(Saved entries)
* * *

//! Per-frame feature extraction.
//!
//! Turns a facial landmark set into the geometric attention cues:
//! - eye aspect ratio (EAR) averaged over both eyes, mapped to openness
//! - iris offset from the eye centre, normalised by eye width, mapped to
//!   gaze centring

use std::sync::Arc;

use anyhow::{Context, Result};
use candle_core::{Device, Tensor};
use image::{imageops::FilterType, DynamicImage};
use tracing::debug;

use crate::domain::{BoundingBox, EyeLandmarks, FaceLandmarks, FrameFeatures, Point};
use crate::ports::LandmarkDetector;

/// Guards the EAR denominator against a zero-width eye.
const EAR_EPSILON: f32 = 1e-6;
/// EAR at or below which the eye counts as closed.
const EAR_CLOSED: f32 = 0.15;
/// EAR at or above which the eye counts as fully open.
const EAR_OPEN: f32 = 0.25;
/// Gaze deviation is scaled by this before being subtracted from 1.
const GAZE_PENALTY: f32 = 2.0;

/// Fraction of the face box added on each side before cropping.
pub const CROP_PADDING: f32 = 0.2;

/// Extracts [`FrameFeatures`] from decoded frames using a landmark detector.
#[derive(Clone)]
pub struct FeatureExtractor {
    detector: Arc<dyn LandmarkDetector>,
}

impl FeatureExtractor {
    /// Creates an extractor backed by `detector`.
    #[must_use]
    pub fn new(detector: Arc<dyn LandmarkDetector>) -> Self {
        Self { detector }
    }

    /// Whether the underlying detector is loaded.
    #[must_use]
    pub fn is_ready(&self) -> bool {
        self.detector.is_ready()
    }

    /// Extracts features from one frame.
    ///
    /// A frame without a face yields [`FrameFeatures::no_face`].
    ///
    /// # Errors
    ///
    /// Returns an error only if the detector fails.
    pub fn extract(&self, image: &DynamicImage) -> Result<FrameFeatures> {
        let landmarks = self
            .detector
            .detect(image)
            .with_context(|| format!("{} landmark detection failed", self.detector.name()))?;

        Ok(landmarks.map_or_else(
            || {
                debug!("No face in frame");
                FrameFeatures::no_face()
            },
            |lm| features_from_landmarks(&lm),
        ))
    }
}

fn distance(a: Point, b: Point) -> f32 {
    (a[0] - b[0]).hypot(a[1] - b[1])
}

/// Eye aspect ratio: mean vertical opening over horizontal width.
#[must_use]
pub fn eye_aspect_ratio(eye: &EyeLandmarks) -> f32 {
    let p = &eye.contour;
    let vertical = (distance(p[1], p[5]) + distance(p[2], p[4])) / 2.0;
    let horizontal = distance(p[0], p[3]) + EAR_EPSILON;
    vertical / horizontal
}

/// Iris offset from the contour centroid, in eye widths.
#[must_use]
pub fn iris_offset(eye: &EyeLandmarks) -> [f32; 2] {
    #[allow(clippy::cast_precision_loss)]
    let n = eye.contour.len() as f32;
    let (sx, sy) = eye
        .contour
        .iter()
        .fold((0.0, 0.0), |(sx, sy), p| (sx + p[0], sy + p[1]));
    let centre = [sx / n, sy / n];

    let mut width = distance(eye.contour[0], eye.contour[3]);
    if width <= 0.0 {
        width = 1.0;
    }
    [
        (eye.iris[0] - centre[0]) / width,
        (eye.iris[1] - centre[1]) / width,
    ]
}

/// Maps an EAR to eye openness in `[0, 1]`.
#[must_use]
pub fn eye_openness(ear: f32) -> f32 {
    ((ear - EAR_CLOSED) / (EAR_OPEN - EAR_CLOSED)).clamp(0.0, 1.0)
}

/// Maps a gaze deviation to gaze centring in `[0, 1]`.
#[must_use]
pub fn gaze_center(deviation: f32) -> f32 {
    (1.0 - GAZE_PENALTY * deviation).clamp(0.0, 1.0)
}

/// Computes the attention cues of a face.
#[must_use]
pub fn features_from_landmarks(landmarks: &FaceLandmarks) -> FrameFeatures {
    let ear = (eye_aspect_ratio(&landmarks.left_eye) + eye_aspect_ratio(&landmarks.right_eye)) / 2.0;

    let left = iris_offset(&landmarks.left_eye);
    let right = iris_offset(&landmarks.right_eye);
    let offset = [(left[0] + right[0]) / 2.0, (left[1] + right[1]) / 2.0];
    let deviation = offset[0].hypot(offset[1]);

    FrameFeatures {
        face_present: true,
        eye_aspect_ratio: ear,
        eye_openness: eye_openness(ear),
        gaze_center: gaze_center(deviation),
        gaze_deviation: deviation,
        gaze_offset: offset,
        bounding_box: BoundingBox::enclosing(landmarks.points()),
    }
}

/// Cuts the padded face box out of `image` and resizes it to `size`×`size` RGB.
///
/// Returns `None` when the clipped box is empty.
#[must_use]
#[allow(clippy::cast_possible_truncation, clippy::cast_sign_loss, clippy::cast_precision_loss)]
pub fn face_crop(image: &DynamicImage, bbox: &BoundingBox, size: u32) -> Option<DynamicImage> {
    let padded = bbox.padded(CROP_PADDING, image.width() as f32, image.height() as f32);
    let x = padded.x0.floor() as u32;
    let y = padded.y0.floor() as u32;
    let w = (padded.x1.ceil() as u32).saturating_sub(x);
    let h = (padded.y1.ceil() as u32).saturating_sub(y);
    if w == 0 || h == 0 {
        return None;
    }
    let crop = image.crop_imm(x, y, w, h);
    Some(DynamicImage::ImageRgb8(
        crop.resize_exact(size, size, FilterType::Triangle).to_rgb8(),
    ))
}

/// Converts an image to a `(3, size, size)` CPU tensor scaled to `[0, 1]`.
///
/// Images of another size are resized first.
///
/// # Errors
///
/// Returns an error if tensor creation fails.
pub fn image_to_chw(image: &DynamicImage, size: u32) -> Result<Tensor> {
    let rgb = if image.width() == size && image.height() == size {
        image.to_rgb8()
    } else {
        image.resize_exact(size, size, FilterType::Triangle).to_rgb8()
    };
    let side = size as usize;
    let data: Vec<f32> = rgb.into_raw().into_iter().map(|v| f32::from(v) / 255.0).collect();

    Tensor::from_vec(data, (side, side, 3), &Device::Cpu)?
        .permute((2, 0, 1))?
        .contiguous()
        .context("Failed to build frame tensor")
}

* * *

● WORK TASK
Give all the records again. Match them exactly.

● RESULT OF THE EXERCISE
//! Per-frame feature extraction.
//!
//! Turns a facial landmark set into the geometric attention cues:
//! - eye aspect ratio (EAR) averaged over both eyes, mapped to openness
//! - iris offset from the eye centre, normalised by eye width, mapped to
//!   gaze centring

use std::sync::Arc;

use anyhow::{Context, Result};
use candle_core::{Device, Tensor};
use image::{imageops::FilterType, DynamicImage};
use tracing::debug;

use crate::domain::{BoundingBox, EyeLandmarks, FaceLandmarks, FrameFeatures, Point};
use crate::ports::LandmarkDetector;

/// Guards the EAR denominator against a zero-width eye.
const EAR_EPSILON: f32 = 1e-6;
/// EAR at or below which the eye counts as closed.
const EAR_CLOSED: f32 = 0.15;
/// EAR at or above which the eye counts as fully open.
const EAR_OPEN: f32 = 0.25;
/// Gaze deviation is scaled by this before being subtracted from 1.
const GAZE_PENALTY: f32 = 2.0;

/// Fraction of the face box added on each side before cropping.
pub const CROP_PADDING: f32 = 0.2;

/// Extracts [`FrameFeatures`] from decoded frames using a landmark detector.
#[derive(Clone)]
pub struct FeatureExtractor {
    detector: Arc<dyn LandmarkDetector>,
}

impl FeatureExtractor {
    /// Creates an extractor backed by `detector`.
    #[must_use]
    pub fn new(detector: Arc<dyn LandmarkDetector>) -> Self {
        Self { detector }
    }

    /// Whether the underlying detector is loaded.
    #[must_use]
    pub fn is_ready(&self) -> bool {
        self.detector.is_ready()
    }

    /// Extracts features from one frame.
    ///
    /// A frame without a face yields [`FrameFeatures::no_face`].
    ///
    /// # Errors
    ///
    /// Returns an error only if the detector fails.
    pub fn extract(&self, image: &DynamicImage) -> Result<FrameFeatures> {
        let landmarks = self
            .detector
            .detect(image)
            .with_context(|| format!("{} landmark detection failed", self.detector.name()))?;

        Ok(landmarks.map_or_else(
            || {
                debug!("No face in frame");
                FrameFeatures::no_face()
            },
            |lm| features_from_landmarks(&lm),
        ))
    }
}

fn distance(a: Point, b: Point) -> f32 {
    (a[0] - b[0]).hypot(a[1] - b[1])
}

/// Eye aspect ratio: mean vertical opening over horizontal width.
#[must_use]
pub fn eye_aspect_ratio(eye: &EyeLandmarks) -> f32 {
    let p = &eye.contour;
    let vertical = (distance(p[1], p[5]) + distance(p[2], p[4])) / 2.0;
    let horizontal = distance(p[0], p[3]) + EAR_EPSILON;
    vertical / horizontal
}

/// Iris offset from the contour centroid, in eye widths.
#[must_use]
pub fn iris_offset(eye: &EyeLandmarks) -> [f32; 2] {
    #[allow(clippy::cast_precision_loss)]
    let n = eye.contour.len() as f32;
    let (sx, sy) = eye
        .contour
        .iter()
        .fold((0.0, 0.0), |(sx, sy), p| (sx + p[0], sy + p[1]));
    let centre = [sx / n, sy / n];

    let mut width = distance(eye.contour[0], eye.contour[3]);
    if width <= 0.0 {
        width = 1.0;
    }
    [
        (eye.iris[0] - centre[0]) / width,
        (eye.iris[1] - centre[1]) / width,
    ]
}

/// Maps an EAR to eye openness in `[0, 1]`.
#[must_use]
pub fn eye_openness(ear: f32) -> f32 {
    ((ear - EAR_CLOSED) / (EAR_OPEN - EAR_CLOSED)).clamp(0.0, 1.0)
}

/// Maps a gaze deviation to gaze centring in `[0, 1]`.
#[must_use]
pub fn gaze_center(deviation: f32) -> f32 {
    (1.0 - GAZE_PENALTY * deviation).clamp(0.0, 1.0)
}

/// Computes the attention cues of a face.
#[must_use]
pub fn features_from_landmarks(landmarks: &FaceLandmarks) -> FrameFeatures {
    let ear = (eye_aspect_ratio(&landmarks.left_eye) + eye_aspect_ratio(&landmarks.right_eye)) / 2.0;

    let left = iris_offset(&landmarks.left_eye);
    let right = iris_offset(&landmarks.right_eye);
    let offset = [(left[0] + right[0]) / 2.0, (left[1] + right[1]) / 2.0];
    let deviation = offset[0].hypot(offset[1]);

    FrameFeatures {
        face_present: true,
        eye_aspect_ratio: ear,
        eye_openness: eye_openness(ear),
        gaze_center: gaze_center(deviation),
        gaze_deviation: deviation,
        gaze_offset: offset,
        bounding_box: BoundingBox::enclosing(landmarks.points()),
    }
}

/// Cuts the padded face box out of `image` and resizes it to `size`×`size` RGB.
///
/// Returns `None` when the clipped box is empty.
#[must_use]
#[allow(clippy::cast_possible_truncation, clippy::cast_sign_loss, clippy::cast_precision_loss)]
pub fn face_crop(image: &DynamicImage, bbox: &BoundingBox, size: u32) -> Option<DynamicImage> {
    let padded = bbox.padded(CROP_PADDING, image.width() as f32, image.height() as f32);
    let x = padded.x0.floor() as u32;
    let y = padded.y0.floor() as u32;
    let w = (padded.x1.ceil() as u32).saturating_sub(x);
    let h = (padded.y1.ceil() as u32).saturating_sub(y);
    if w == 0 || h == 0 {
        return None;
    }
    let crop = image.crop_imm(x, y, w, h);
    Some(DynamicImage::ImageRgb8(
        crop.resize_exact(size, size, FilterType::Triangle).to_rgb8(),
    ))
}

/// Converts an image to a `(3, size, size)` CPU tensor scaled to `[0, 1]`.
///
/// Images of another size are resized first.
///
/// # Errors
///
/// Returns an error if tensor creation fails.
pub fn image_to_chw(image: &DynamicImage, size: u32) -> Result<Tensor> {
    let rgb = if image.width() == size && image.height() == size {
        image.to_rgb8()
    } else {
        image.resize_exact(size, size, FilterType::Triangle).to_rgb8()
    };
    let side = size as usize;
    let data: Vec<f32> = rgb.into_raw().into_iter().map(|v| f32::from(v) / 255.0).collect();

    Tensor::from_vec(data, (side, side, 3), &Device::Cpu)?
        .permute((2, 0, 1))?
        .contiguous()
        .context("Failed to build frame tensor")
}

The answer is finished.